The administrator verifies:
Share permission for the Marketing group: Change
NTFS permission for the Marketing group on the folder root: Read & Execute (inherited)
Other groups that have Modify NTFS permission on the same folder can read and update the files without issue.
Which change will correct the problem for Marketing while still following the principle of least privilege?
Grant the Marketing group Full Control share permission on the Projects share.
Replace the existing NTFS permission with a Deny Delete permission for the Marketing group.
Grant the Marketing group Modify NTFS permission on the Projects folder.
Add the Marketing group to the local Administrators group on FS1.
When a user accesses a folder across the network, Windows evaluates both the share permission and the NTFS permission and applies the most restrictive combination. The Marketing group already has the Change share permission-which would allow file creation, modification, and deletion-but its NTFS entry is only Read & Execute. Because Read & Execute is more restrictive than Change, the effective permission for Marketing is Read & Execute, so users can read but not write.

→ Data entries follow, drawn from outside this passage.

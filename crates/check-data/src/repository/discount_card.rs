//! # Discount Card Repository
//!
//! Reads the `discount_card` table into domain [`DiscountCard`] values.

use sqlx::PgPool;
use tracing::debug;

use crate::error::{DataError, DataResult};
use check_core::validation::validate_card_number;
use check_core::DiscountCard;

/// Repository for discount-card reads.
#[derive(Debug, Clone)]
pub struct DiscountCardRepository {
    pool: PgPool,
}

/// Raw `discount_card` row, one-to-one with the table columns.
#[derive(Debug, sqlx::FromRow)]
struct DiscountCardRow {
    id: i32,
    number: i32,
    amount: i32,
}

impl DiscountCardRepository {
    /// Creates a new DiscountCardRepository.
    pub fn new(pool: PgPool) -> Self {
        DiscountCardRepository { pool }
    }

    /// Loads all discount cards in id order.
    pub async fn all(&self) -> DataResult<Vec<DiscountCard>> {
        debug!("loading discount cards from database");

        let rows = sqlx::query_as::<_, DiscountCardRow>(
            r#"
            SELECT id, number, amount
            FROM discount_card
            ORDER BY id
            "#,
        )
        .fetch_all(&self.pool)
        .await?;

        let cards = rows
            .into_iter()
            .map(DiscountCardRow::into_card)
            .collect::<DataResult<Vec<_>>>()?;

        debug!(count = cards.len(), "discount cards loaded");
        Ok(cards)
    }
}

impl DiscountCardRow {
    fn into_card(self) -> DataResult<DiscountCard> {
        let id = u32::try_from(self.id)
            .map_err(|_| DataError::malformed_field("card id", &self.id.to_string()))?;

        let number = u32::try_from(self.number)
            .map_err(|_| DataError::malformed_field("card number", &self.number.to_string()))?;
        validate_card_number(number).map_err(|e| DataError::Malformed(e.to_string()))?;

        let discount_pct = u8::try_from(self.amount)
            .map_err(|_| DataError::malformed_field("discount amount", &self.amount.to_string()))?;

        Ok(DiscountCard {
            id,
            number,
            discount_pct,
        })
    }
}

// =============================================================================
// Unit Tests
// =============================================================================

#[cfg(test)]
mod tests {
    use super::*;

    #[test]
    fn test_row_conversion() {
        let card = DiscountCardRow {
            id: 1,
            number: 1111,
            amount: 3,
        }
        .into_card()
        .unwrap();

        assert_eq!(card.number, 1111);
        assert_eq!(card.discount_pct, 3);
    }

    #[test]
    fn test_out_of_range_number_is_malformed() {
        let err = DiscountCardRow {
            id: 1,
            number: 99,
            amount: 3,
        }
        .into_card()
        .unwrap_err();

        assert!(matches!(err, DataError::Malformed(_)));
    }

    #[test]
    fn test_negative_amount_is_malformed() {
        let err = DiscountCardRow {
            id: 1,
            number: 1111,
            amount: -3,
        }
        .into_card()
        .unwrap_err();

        assert!(matches!(err, DataError::Malformed(_)));
    }
}
//! # check-data: Catalog Sources for the Check Engine
//!
//! This crate provides the product and discount-card catalogs the evaluator
//! consumes, from either CSV files or a PostgreSQL database.
//!
//! ## Architecture Position
//! ```text
//! ┌─────────────────────────────────────────────────────────────────────────┐
//! │                         Check Data Flow                                 │
//! │                                                                         │
//! │  CLI (check binary)                                                    │
//! │       │                                                                 │
//! │       ▼                                                                 │
//! │  ┌─────────────────────────────────────────────────────────────────┐   │
//! │  │                    check-data (THIS CRATE)                      │   │
//! │  │                                                                 │   │
//! │  │   ┌───────────────┐    ┌───────────────┐    ┌──────────────┐  │   │
//! │  │   │  FileCatalog  │    │   Database    │    │ Repositories │  │   │
//! │  │   │  (files.rs)   │    │   (pool.rs)   │    │              │  │   │
//! │  │   │               │    │               │    │ ProductRepo  │  │   │
//! │  │   │ products.csv  │    │ PgPool        │◄───│ CardRepo     │  │   │
//! │  │   │ cards.csv     │    │ availability  │    │              │  │   │
//! │  │   └───────┬───────┘    └───────┬───────┘    └──────────────┘  │   │
//! │  │           │                    │                               │   │
//! │  │           └────────┬───────────┘                               │   │
//! │  └────────────────────┼───────────────────────────────────────────┘   │
//! │                       ▼                                                 │
//! │               CatalogSnapshot  ──►  check-core evaluator               │
//! └─────────────────────────────────────────────────────────────────────────┘
//! ```
//!
//! ## Module Organization
//!
//! - [`files`] - Semicolon-delimited CSV catalog files
//! - [`pool`] - PostgreSQL connection handling and availability probing
//! - [`error`] - Source error taxonomy (unreachable vs. query failed)
//! - [`repository`] - Table readers (product, discount card)
//!
//! ## Error Taxonomy
//!
//! [`DataError`] keeps "source unreachable" distinct from "source reachable
//! but the read failed". The caller surfaces both as BAD_REQUEST on the
//! receipt; the distinction exists for this layer's own diagnostics.
//!
//! ## Usage
//!
//! ```rust,ignore
//! use check_data::{Database, DbConfig, FileCatalog};
//!
//! // CSV source
//! let catalog = FileCatalog::new("data/products.csv", "data/discountCards.csv");
//! let snapshot = catalog.snapshot()?;
//!
//! // Database source
//! let db = Database::connect(&DbConfig::new(url, user, password)).await?;
//! let snapshot = db.snapshot().await?;
//! ```

// =============================================================================
// Module Declarations
// =============================================================================

pub mod error;
pub mod files;
pub mod pool;
pub mod repository;

// =============================================================================
// Re-exports
// =============================================================================

pub use error::{DataError, DataResult};
pub use files::FileCatalog;
pub use pool::{Database, DbConfig};

// Repository re-exports for convenience
pub use repository::discount_card::DiscountCardRepository;
pub use repository::product::ProductRepository;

Raising the Marketing group's NTFS entry from Read & Execute to Modify supplies the write and delete rights needed to save changes while still preventing the group from taking ownership or changing permissions (rights that come with Full Control). No other broader or unrelated privileges are required.
Granting Full Control at the share level does not help because the restrictive NTFS permission would still limit Marketing to read-only access.
Adding the group to local Administrators or setting a Deny permission would either over-privilege or further restrict access and therefore does not meet the requirement or the least-privilege principle.
Therefore, granting the Marketing group Modify NTFS permission on the folder is the correct and least-privileged fix.